1. Create and maintain an information security inventory
Agencies must maintain documentation that outlines all networks, their connections, security perimeters, and integrations. The documentation should provide an at-a-glance view of the current network infrastructure. This documentation is used when performing risk assessments.
2. Categorize risks based on agency-specific NIST standards
Once you have detailed documentation of your information systems, these systems need to be categorized per the standards set out in FIPS 199. The goal is to achieve the highest level of security for the overall system.

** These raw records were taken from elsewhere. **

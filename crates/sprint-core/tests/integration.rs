//! Integration tests over the public API: plan-wide properties that hold for
//! every topic and day count, plus the reference ten-day scenario.

use approx::assert_relative_eq;
use proptest::prelude::*;
use sprint_core::{
    EnergyLevel, GeneratedPlan, JOURNAL_PROMPT, MAX_DAYS, PLACEHOLDER_TOPIC, PhaseKey, catalog,
    distribute_phases, export_json, generate_plan, render_markdown, render_text,
};

fn phase_keys(plan: &GeneratedPlan) -> Vec<PhaseKey> {
    plan.phases.iter().map(|p| p.key).collect()
}

/// The reference scenario: Rust over ten days.
#[test]
fn rust_ten_day_scenario() {
    let plan = generate_plan("Rust", 10);

    assert_eq!(plan.topic, "Rust");
    assert_eq!(plan.total_days, 10);
    assert_eq!(
        phase_keys(&plan),
        vec![PhaseKey::Discover, PhaseKey::Practice, PhaseKey::Build, PhaseKey::Polish]
    );
    let lengths: Vec<u32> = plan.phases.iter().map(|p| p.days()).collect();
    assert_eq!(lengths, vec![3, 4, 2, 1]);

    let polish = plan.phase(PhaseKey::Polish).unwrap();
    assert_eq!((polish.start_day, polish.end_day), (10, 10));
    assert_relative_eq!(polish.ratio, 0.15);

    assert_eq!(plan.cadence.total(), 10);
    assert_eq!(plan.days[0].energy, EnergyLevel::Deep);
    assert_eq!(
        plan.days[0].activities.first().map(String::as_str),
        Some("Skim a respected primer or course overview for Rust and highlight the 5 headline themes.")
    );
}

/// Ratios carried on summaries are the catalog's nominal ratios.
#[test]
fn summary_ratios_match_catalog() {
    let plan = generate_plan("Go", 100);
    for (summary, def) in plan.phases.iter().zip(catalog()) {
        assert_eq!(summary.key, def.key);
        assert_relative_eq!(summary.ratio, def.ratio);
        assert_relative_eq!(f64::from(summary.days()) / 100.0, def.ratio, epsilon = 1e-9);
    }
}

#[test]
fn blank_topic_uses_placeholder_everywhere() {
    let plan = generate_plan(" \t ", 10);
    assert_eq!(plan.topic, PLACEHOLDER_TOPIC);
    let milestones: Vec<&str> = plan.phases.iter().map(|p| p.milestone.as_str()).collect();
    assert!(milestones.iter().all(|m| m.contains(PLACEHOLDER_TOPIC)));
    assert!(plan.days.iter().all(|d| !d.focus.contains("{topic}")));
}

#[test]
fn no_marker_survives_substitution() {
    let plan = generate_plan("Haskell", 60);
    let json = export_json(&plan).unwrap();
    assert!(!json.contains("{topic}"));
    assert!(!render_text(&plan).contains("{topic}"));
    assert!(!render_markdown(&plan).contains("{topic}"));
}

#[test]
fn maximum_plan() {
    let plan = generate_plan("Japanese", i64::from(MAX_DAYS));
    let lengths: Vec<u32> = plan.phases.iter().map(|p| p.days()).collect();
    assert_eq!(lengths, vec![91, 128, 91, 55]);
    assert_eq!(plan.days.last().map(|d| d.day), Some(365));
}

#[test]
fn clamping_is_equivalent() {
    assert_eq!(generate_plan("x", 1000), generate_plan("x", 365));
    assert_eq!(generate_plan("x", 0), generate_plan("x", 1));
    assert_eq!(generate_plan("x", i64::MIN), generate_plan("x", 1));
}

proptest! {
    #![proptest_config(ProptestConfig::with_cases(200))]

    #[test]
    fn allocation_conserves_days(days in 1u32..=365) {
        let total: u32 = distribute_phases(days).iter().map(|a| a.days).sum();
        prop_assert_eq!(total, days);
    }

    #[test]
    fn allocation_stays_within_one_of_ideal(days in 1u32..=365) {
        for alloc in distribute_phases(days) {
            let ideal = alloc.definition().ratio * f64::from(days);
            prop_assert!((f64::from(alloc.days) - ideal).abs() <= 1.0,
                "days={} phase={} got {} ideal {}", days, alloc.definition().key, alloc.days, ideal);
        }
    }

    #[test]
    fn days_are_contiguous_and_phases_ordered(days in 1i64..=365, topic in "[a-zA-Z ]{0,20}") {
        let plan = generate_plan(&topic, days);
        let numbers: Vec<u32> = plan.days.iter().map(|d| d.day).collect();
        let expected: Vec<u32> = (1..=days as u32).collect();
        prop_assert_eq!(numbers, expected);

        let keys = phase_keys(&plan);
        let mut sorted = keys.clone();
        sorted.sort();
        prop_assert_eq!(keys, sorted);

        let mut next = 1;
        for phase in &plan.phases {
            prop_assert_eq!(phase.start_day, next);
            next = phase.end_day + 1;
        }
        prop_assert_eq!(next, days as u32 + 1);
    }

    #[test]
    fn one_milestone_per_phase_on_its_last_day(days in 1i64..=365) {
        let plan = generate_plan("topic", days);
        for phase in &plan.phases {
            let marked: Vec<u32> = plan
                .days_in(phase.key)
                .filter(|d| d.milestone.as_deref().is_some_and(|m| !m.is_empty()))
                .map(|d| d.day)
                .collect();
            prop_assert_eq!(marked, vec![phase.end_day]);
        }
    }

    #[test]
    fn energy_repeats_every_four_days(days in 5i64..=365) {
        let plan = generate_plan("topic", days);
        for pair in plan.days.windows(5) {
            prop_assert_eq!(pair[0].energy, pair[4].energy);
        }
        let first: Vec<EnergyLevel> = plan.days.iter().take(4).map(|d| d.energy).collect();
        prop_assert_eq!(first, vec![EnergyLevel::Deep, EnergyLevel::Medium, EnergyLevel::Medium, EnergyLevel::Light]);
    }

    #[test]
    fn cadence_tally_matches_days(days in 1i64..=365) {
        let plan = generate_plan("topic", days);
        prop_assert_eq!(plan.cadence.total(), plan.total_days);
        for level in EnergyLevel::ALL {
            let counted = plan.days.iter().filter(|d| d.energy == level).count() as u32;
            prop_assert_eq!(plan.cadence.count(level), counted);
        }
    }

    #[test]
    fn every_day_has_two_to_four_activities(days in 1i64..=365) {
        let plan = generate_plan("topic", days);
        for day in &plan.days {
            prop_assert!((2..=4).contains(&day.activities.len()));
            prop_assert_eq!(day.activities.last().map(String::as_str), Some(JOURNAL_PROMPT));
        }
    }

    #[test]
    fn generation_is_deterministic(days in -10i64..=400, topic in ".{0,30}") {
        let a = generate_plan(&topic, days);
        let b = generate_plan(&topic, days);
        prop_assert_eq!(export_json(&a).unwrap(), export_json(&b).unwrap());
        prop_assert_eq!(a, b);
    }
}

The categorizations serve to highlight the level of risk present in each system element.
3. Maintain and regularly update a security plan
The system security plan outlines all security processes, procedures, controls, and policies, providing a guide for different security actions that may take place. This document should be updated regularly in response to changes in the systems and security landscape.
4. Implement security controls
There are 20 security areas with numerous controls relevant organizations must implement per NIST 800-53. These controls aim to provide a consistent level of security across all federal agencies and systems.
5. Conduct risk assessments
Any time there’s a change in systems, a risk assessment plan needs to be used to analyze and identify any change in potential vulnerabilities and risks.
6. Conduct yearly security reviews
Relevant organizations need to conduct yearly security reviews to prove their FISMA compliance, upon which they’ll receive certification and accreditation.